*Required work*:
The records, repeated exactly and in full, are the expected answer.

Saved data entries
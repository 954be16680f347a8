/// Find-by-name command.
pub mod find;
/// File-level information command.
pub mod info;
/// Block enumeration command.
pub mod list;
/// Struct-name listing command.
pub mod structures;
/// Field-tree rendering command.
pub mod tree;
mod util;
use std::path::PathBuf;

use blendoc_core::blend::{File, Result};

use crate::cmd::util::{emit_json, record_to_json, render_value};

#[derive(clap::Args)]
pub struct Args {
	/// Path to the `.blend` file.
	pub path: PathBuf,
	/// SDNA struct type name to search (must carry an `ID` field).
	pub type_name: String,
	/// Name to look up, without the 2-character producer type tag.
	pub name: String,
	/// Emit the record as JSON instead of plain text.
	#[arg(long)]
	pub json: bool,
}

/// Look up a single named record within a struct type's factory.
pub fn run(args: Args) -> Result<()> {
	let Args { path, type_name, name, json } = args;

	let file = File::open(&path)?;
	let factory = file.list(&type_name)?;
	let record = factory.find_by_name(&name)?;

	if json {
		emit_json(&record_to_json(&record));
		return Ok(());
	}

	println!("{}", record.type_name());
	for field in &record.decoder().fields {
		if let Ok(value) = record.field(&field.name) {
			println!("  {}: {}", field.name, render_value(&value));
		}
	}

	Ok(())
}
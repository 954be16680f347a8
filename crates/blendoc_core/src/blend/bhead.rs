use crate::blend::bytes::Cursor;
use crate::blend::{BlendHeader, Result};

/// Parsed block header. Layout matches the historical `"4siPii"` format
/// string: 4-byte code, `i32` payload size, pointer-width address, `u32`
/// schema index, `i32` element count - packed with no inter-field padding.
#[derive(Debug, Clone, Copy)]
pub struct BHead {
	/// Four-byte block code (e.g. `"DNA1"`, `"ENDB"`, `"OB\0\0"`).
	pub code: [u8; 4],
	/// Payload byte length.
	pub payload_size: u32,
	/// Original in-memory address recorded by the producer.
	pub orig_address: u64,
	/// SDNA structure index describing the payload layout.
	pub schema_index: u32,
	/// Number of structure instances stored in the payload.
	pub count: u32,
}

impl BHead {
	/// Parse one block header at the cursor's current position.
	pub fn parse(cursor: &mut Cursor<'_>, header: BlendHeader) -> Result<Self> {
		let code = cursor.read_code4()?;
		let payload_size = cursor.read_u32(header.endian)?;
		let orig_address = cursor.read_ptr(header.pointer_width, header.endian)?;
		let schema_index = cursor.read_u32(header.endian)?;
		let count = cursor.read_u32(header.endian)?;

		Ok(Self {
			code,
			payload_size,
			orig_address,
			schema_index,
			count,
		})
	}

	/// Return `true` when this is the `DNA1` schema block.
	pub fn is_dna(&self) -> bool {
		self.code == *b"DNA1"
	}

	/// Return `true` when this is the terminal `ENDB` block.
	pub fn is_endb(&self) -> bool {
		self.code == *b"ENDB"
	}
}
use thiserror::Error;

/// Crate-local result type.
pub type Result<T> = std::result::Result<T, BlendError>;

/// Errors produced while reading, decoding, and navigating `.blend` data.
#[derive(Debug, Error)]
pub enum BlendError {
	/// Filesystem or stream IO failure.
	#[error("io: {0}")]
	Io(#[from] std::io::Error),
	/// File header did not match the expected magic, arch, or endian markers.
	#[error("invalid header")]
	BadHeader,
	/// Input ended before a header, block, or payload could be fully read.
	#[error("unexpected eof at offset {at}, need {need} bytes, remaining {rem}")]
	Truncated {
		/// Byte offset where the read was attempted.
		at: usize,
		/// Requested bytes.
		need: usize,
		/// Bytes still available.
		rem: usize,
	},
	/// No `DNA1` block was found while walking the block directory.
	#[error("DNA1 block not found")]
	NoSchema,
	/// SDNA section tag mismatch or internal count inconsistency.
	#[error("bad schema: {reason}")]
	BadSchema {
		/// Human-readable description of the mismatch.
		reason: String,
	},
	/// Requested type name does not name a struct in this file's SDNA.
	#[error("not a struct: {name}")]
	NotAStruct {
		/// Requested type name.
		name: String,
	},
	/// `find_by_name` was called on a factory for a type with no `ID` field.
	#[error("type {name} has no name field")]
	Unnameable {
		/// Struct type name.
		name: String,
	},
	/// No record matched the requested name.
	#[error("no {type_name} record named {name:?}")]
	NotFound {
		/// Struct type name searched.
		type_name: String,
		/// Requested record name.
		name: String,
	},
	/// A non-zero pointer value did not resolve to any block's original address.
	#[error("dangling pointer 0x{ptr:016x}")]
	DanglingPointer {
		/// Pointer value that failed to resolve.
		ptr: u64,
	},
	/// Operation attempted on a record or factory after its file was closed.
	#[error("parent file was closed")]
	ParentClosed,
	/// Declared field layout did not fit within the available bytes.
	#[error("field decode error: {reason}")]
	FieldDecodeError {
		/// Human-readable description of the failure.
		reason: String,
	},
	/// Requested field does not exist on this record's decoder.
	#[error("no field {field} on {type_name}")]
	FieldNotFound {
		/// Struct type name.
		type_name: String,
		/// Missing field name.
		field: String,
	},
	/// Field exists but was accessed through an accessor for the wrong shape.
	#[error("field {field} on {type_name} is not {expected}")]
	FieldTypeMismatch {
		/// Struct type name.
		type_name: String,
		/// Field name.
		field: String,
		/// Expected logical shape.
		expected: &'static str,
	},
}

*Response to this exercise*:
repository 954be16680f347a8
/// Find-by-name command.
pub mod find;
/// File-level information command.
pub mod info;
/// Block enumeration command.
pub mod list;
/// Struct-name listing command.
pub mod structures;
/// Field-tree rendering command.
pub mod tree;
mod util;
use std::path::PathBuf;

use blendoc_core::blend::{File, Result};

use crate::cmd::util::{emit_json, record_to_json, render_value};

#[derive(clap::Args)]
pub struct Args {
	/// Path to the `.blend` file.
	pub path: PathBuf,
	/// SDNA struct type name to search (must carry an `ID` field).
	pub type_name: String,
	/// Name to look up, without the 2-character producer type tag.
	pub name: String,
	/// Emit the record as JSON instead of plain text.
	#[arg(long)]
	pub json: bool,
}

/// Look up a single named record within a struct type's factory.
pub fn run(args: Args) -> Result<()> {
	let Args { path, type_name, name, json } = args;

	let file = File::open(&path)?;
	let factory = file.list(&type_name)?;
	let record = factory.find_by_name(&name)?;

	if json {
		emit_json(&record_to_json(&record));
		return Ok(());
	}

	println!("{}", record.type_name());
	for field in &record.decoder().fields {
		if let Ok(value) = record.field(&field.name) {
			println!("  {}: {}", field.name, render_value(&value));
		}
	}

	Ok(())
}
repository 954be16680f347a8
filename crates/blendoc_core/src/blend/bhead.rs
use crate::blend::bytes::Cursor;
use crate::blend::{BlendHeader, Result};

/// Parsed block header. Layout matches the historical `"4siPii"` format
/// string: 4-byte code, `i32` payload size, pointer-width address, `u32`
/// schema index, `i32` element count - packed with no inter-field padding.
#[derive(Debug, Clone, Copy)]
pub struct BHead {
	/// Four-byte block code (e.g. `"DNA1"`, `"ENDB"`, `"OB\0\0"`).
	pub code: [u8; 4],
	/// Payload byte length.
	pub payload_size: u32,
	/// Original in-memory address recorded by the producer.
	pub orig_address: u64,
	/// SDNA structure index describing the payload layout.
	pub schema_index: u32,
	/// Number of structure instances stored in the payload.
	pub count: u32,
}

impl BHead {
	/// Parse one block header at the cursor's current position.
	pub fn parse(cursor: &mut Cursor<'_>, header: BlendHeader) -> Result<Self> {
		let code = cursor.read_code4()?;
		let payload_size = cursor.read_u32(header.endian)?;
		let orig_address = cursor.read_ptr(header.pointer_width, header.endian)?;
		let schema_index = cursor.read_u32(header.endian)?;
		let count = cursor.read_u32(header.endian)?;

		Ok(Self {
			code,
			payload_size,
			orig_address,
			schema_index,
			count,
		})
	}

	/// Return `true` when this is the `DNA1` schema block.
	pub fn is_dna(&self) -> bool {
		self.code == *b"DNA1"
	}

	/// Return `true` when this is the terminal `ENDB` block.
	pub fn is_endb(&self) -> bool {
		self.code == *b"ENDB"
	}
}
use thiserror::Error;

/// Crate-local result type.
pub type Result<T> = std::result::Result<T, BlendError>;

/// Errors produced while reading, decoding, and navigating `.blend` data.
#[derive(Debug, Error)]
pub enum BlendError {
	/// Filesystem or stream IO failure.
	#[error("io: {0}")]
	Io(#[from] std::io::Error),
	/// File header did not match the expected magic, arch, or endian markers.
	#[error("invalid header")]
	BadHeader,
	/// Input ended before a header, block, or payload could be fully read.
	#[error("unexpected eof at offset {at}, need {need} bytes, remaining {rem}")]
	Truncated {
		/// Byte offset where the read was attempted.
		at: usize,
		/// Requested bytes.
		need: usize,
		/// Bytes still available.
		rem: usize,
	},
	/// No `DNA1` block was found while walking the block directory.
	#[error("DNA1 block not found")]
	NoSchema,
	/// SDNA section tag mismatch or internal count inconsistency.
	#[error("bad schema: {reason}")]
	BadSchema {
		/// Human-readable description of the mismatch.
		reason: String,
	},
	/// Requested type name does not name a struct in this file's SDNA.
	#[error("not a struct: {name}")]
	NotAStruct {
		/// Requested type name.
		name: String,
	},
	/// `find_by_name` was called on a factory for a type with no `ID` field.
	#[error("type {name} has no name field")]
	Unnameable {
		/// Struct type name.
		name: String,
	},
	/// No record matched the requested name.
	#[error("no {type_name} record named {name:?}")]
	NotFound {
		/// Struct type name searched.
		type_name: String,
		/// Requested record name.
		name: String,
	},
	/// A non-zero pointer value did not resolve to any block's original address.
	#[error("dangling pointer 0x{ptr:016x}")]
	DanglingPointer {
		/// Pointer value that failed to resolve.
		ptr: u64,
	},
	/// Operation attempted on a record or factory after its file was closed.
	#[error("parent file was closed")]
	ParentClosed,
	/// Declared field layout did not fit within the available bytes.
	#[error("field decode error: {reason}")]
	FieldDecodeError {
		/// Human-readable description of the failure.
		reason: String,
	},
	/// Requested field does not exist on this record's decoder.
	#[error("no field {field} on {type_name}")]
	FieldNotFound {
		/// Struct type name.
		type_name: String,
		/// Missing field name.
		field: String,
	},
	/// Field exists but was accessed through an accessor for the wrong shape.
	#[error("field {field} on {type_name} is not {expected}")]
	FieldTypeMismatch {
		/// Struct type name.
		type_name: String,
		/// Field name.
		field: String,
		/// Expected logical shape.
		expected: &'static str,
	},
}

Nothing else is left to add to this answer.